___ Materials provided
//! Fixed-offset wall clock and calendar helpers.
//!
//! # Responsibility
//! - Produce "now" at the fixed household offset (UTC+05:30), never the host timezone.
//! - Derive calendar dates and `HH:MM` time-of-day strings from that instant.
//!
//! # Invariants
//! - Day boundaries are computed in the fixed offset, so a dose slot's `date` never
//!   depends on where the process runs.

use chrono::{DateTime, Duration, FixedOffset, NaiveDate, Timelike, Utc};
use once_cell::sync::Lazy;
use std::cell::Cell;

/// Offset of household local time from UTC.
pub const LOCAL_UTC_OFFSET_MINUTES: i32 = 330;

static LOCAL_OFFSET: Lazy<FixedOffset> = Lazy::new(|| {
    FixedOffset::east_opt(LOCAL_UTC_OFFSET_MINUTES * 60).expect("offset within +-24h")
});

/// Returns the fixed household offset.
pub fn local_offset() -> FixedOffset {
    *LOCAL_OFFSET
}

/// Source of the current instant.
pub trait Clock {
    /// Current instant expressed in the fixed household offset.
    fn now(&self) -> DateTime<FixedOffset>;

    /// Current household calendar date.
    fn today(&self) -> NaiveDate {
        self.now().date_naive()
    }
}

/// Host system clock projected to the household offset.
#[derive(Debug, Clone, Copy, Default)]
pub struct SystemClock;

impl Clock for SystemClock {
    fn now(&self) -> DateTime<FixedOffset> {
        Utc::now().with_timezone(&local_offset())
    }
}

/// Clock pinned to an explicit instant; can be advanced manually.
#[derive(Debug, Clone)]
pub struct FixedClock {
    now: Cell<DateTime<FixedOffset>>,
}

impl FixedClock {
    pub fn new(now: DateTime<FixedOffset>) -> Self {
        Self {
            now: Cell::new(now.with_timezone(&local_offset())),
        }
    }

    /// Builds a clock from household-local wall time parts.
    ///
    /// Returns `None` when the parts do not form a valid date/time.
    pub fn at_local(date: NaiveDate, hour: u32, minute: u32, second: u32) -> Option<Self> {
        let naive = date.and_hms_opt(hour, minute, second)?;
        let local = naive.and_local_timezone(local_offset()).single()?;
        Some(Self::new(local))
    }

    pub fn set(&self, now: DateTime<FixedOffset>) {
        self.now.set(now.with_timezone(&local_offset()));
    }

    pub fn advance(&self, by: Duration) {
        self.now.set(self.now.get() + by);
    }
}

impl Clock for FixedClock {
    fn now(&self) -> DateTime<FixedOffset> {
        self.now.get()
    }
}

impl<C: Clock + ?Sized> Clock for &C {
    fn now(&self) -> DateTime<FixedOffset> {
        (**self).now()
    }
}

/// Formats the wall-clock minute as `HH:MM`.
pub fn hhmm(instant: &DateTime<FixedOffset>) -> String {
    format!("{:02}:{:02}", instant.hour(), instant.minute())
}

/// Formats a calendar date as `YYYY-MM-DD`.
pub fn iso_date(date: NaiveDate) -> String {
    date.format("%Y-%m-%d").to_string()
}

/// Suggests a dose time for a new schedule entry.
///
/// Rounds the minute up to the next multiple of five; `:56`..`:59` roll into the
/// next hour, and `23:5x` wraps to `00:00`.
pub fn suggest_dose_time(instant: &DateTime<FixedOffset>) -> String {
    let minute = instant.minute();
    let rounded = minute.div_ceil(5) * 5;
    let (hour, minute) = if rounded >= 60 {
        ((instant.hour() + 1) % 24, rounded - 60)
    } else {
        (instant.hour(), rounded)
    };
    format!("{hour:02}:{minute:02}")
}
______
# Exercise details
Repeat each entry above exactly as it appears.

# Problem solution
//! Fixed-offset wall clock and calendar helpers.
//!
//! # Responsibility
//! - Produce "now" at the fixed household offset (UTC+05:30), never the host timezone.
//! - Derive calendar dates and `HH:MM` time-of-day strings from that instant.
//!
//! # Invariants
//! - Day boundaries are computed in the fixed offset, so a dose slot's `date` never
//!   depends on where the process runs.

use chrono::{DateTime, Duration, FixedOffset, NaiveDate, Timelike, Utc};
use once_cell::sync::Lazy;
use std::cell::Cell;

/// Offset of household local time from UTC.
pub const LOCAL_UTC_OFFSET_MINUTES: i32 = 330;

static LOCAL_OFFSET: Lazy<FixedOffset> = Lazy::new(|| {
    FixedOffset::east_opt(LOCAL_UTC_OFFSET_MINUTES * 60).expect("offset within +-24h")
});

/// Returns the fixed household offset.
pub fn local_offset() -> FixedOffset {
    *LOCAL_OFFSET
}

/// Source of the current instant.
pub trait Clock {
    /// Current instant expressed in the fixed household offset.
    fn now(&self) -> DateTime<FixedOffset>;

    /// Current household calendar date.
    fn today(&self) -> NaiveDate {
        self.now().date_naive()
    }
}

/// Host system clock projected to the household offset.
#[derive(Debug, Clone, Copy, Default)]
pub struct SystemClock;

impl Clock for SystemClock {
    fn now(&self) -> DateTime<FixedOffset> {
        Utc::now().with_timezone(&local_offset())
    }
}

/// Clock pinned to an explicit instant; can be advanced manually.
#[derive(Debug, Clone)]
pub struct FixedClock {
    now: Cell<DateTime<FixedOffset>>,
}

impl FixedClock {
    pub fn new(now: DateTime<FixedOffset>) -> Self {
        Self {
            now: Cell::new(now.with_timezone(&local_offset())),
        }
    }

    /// Builds a clock from household-local wall time parts.
    ///
    /// Returns `None` when the parts do not form a valid date/time.
    pub fn at_local(date: NaiveDate, hour: u32, minute: u32, second: u32) -> Option<Self> {
        let naive = date.and_hms_opt(hour, minute, second)?;
        let local = naive.and_local_timezone(local_offset()).single()?;
        Some(Self::new(local))
    }

    pub fn set(&self, now: DateTime<FixedOffset>) {
        self.now.set(now.with_timezone(&local_offset()));
    }

    pub fn advance(&self, by: Duration) {
        self.now.set(self.now.get() + by);
    }
}

impl Clock for FixedClock {
    fn now(&self) -> DateTime<FixedOffset> {
        self.now.get()
    }
}

impl<C: Clock + ?Sized> Clock for &C {
    fn now(&self) -> DateTime<FixedOffset> {
        (**self).now()
    }
}

/// Formats the wall-clock minute as `HH:MM`.
pub fn hhmm(instant: &DateTime<FixedOffset>) -> String {
    format!("{:02}:{:02}", instant.hour(), instant.minute())
}

/// Formats a calendar date as `YYYY-MM-DD`.
pub fn iso_date(date: NaiveDate) -> String {
    date.format("%Y-%m-%d").to_string()
}

/// Suggests a dose time for a new schedule entry.
///
/// Rounds the minute up to the next multiple of five; `:56`..`:59` roll into the
/// next hour, and `23:5x` wraps to `00:00`.
pub fn suggest_dose_time(instant: &DateTime<FixedOffset>) -> String {
    let minute = instant.minute();
    let rounded = minute.div_ceil(5) * 5;
    let (hour, minute) = if rounded >= 60 {
        ((instant.hour() + 1) % 24, rounded - 60)
    } else {
        (instant.hour(), rounded)
    };
    format!("{hour:02}:{minute:02}")
}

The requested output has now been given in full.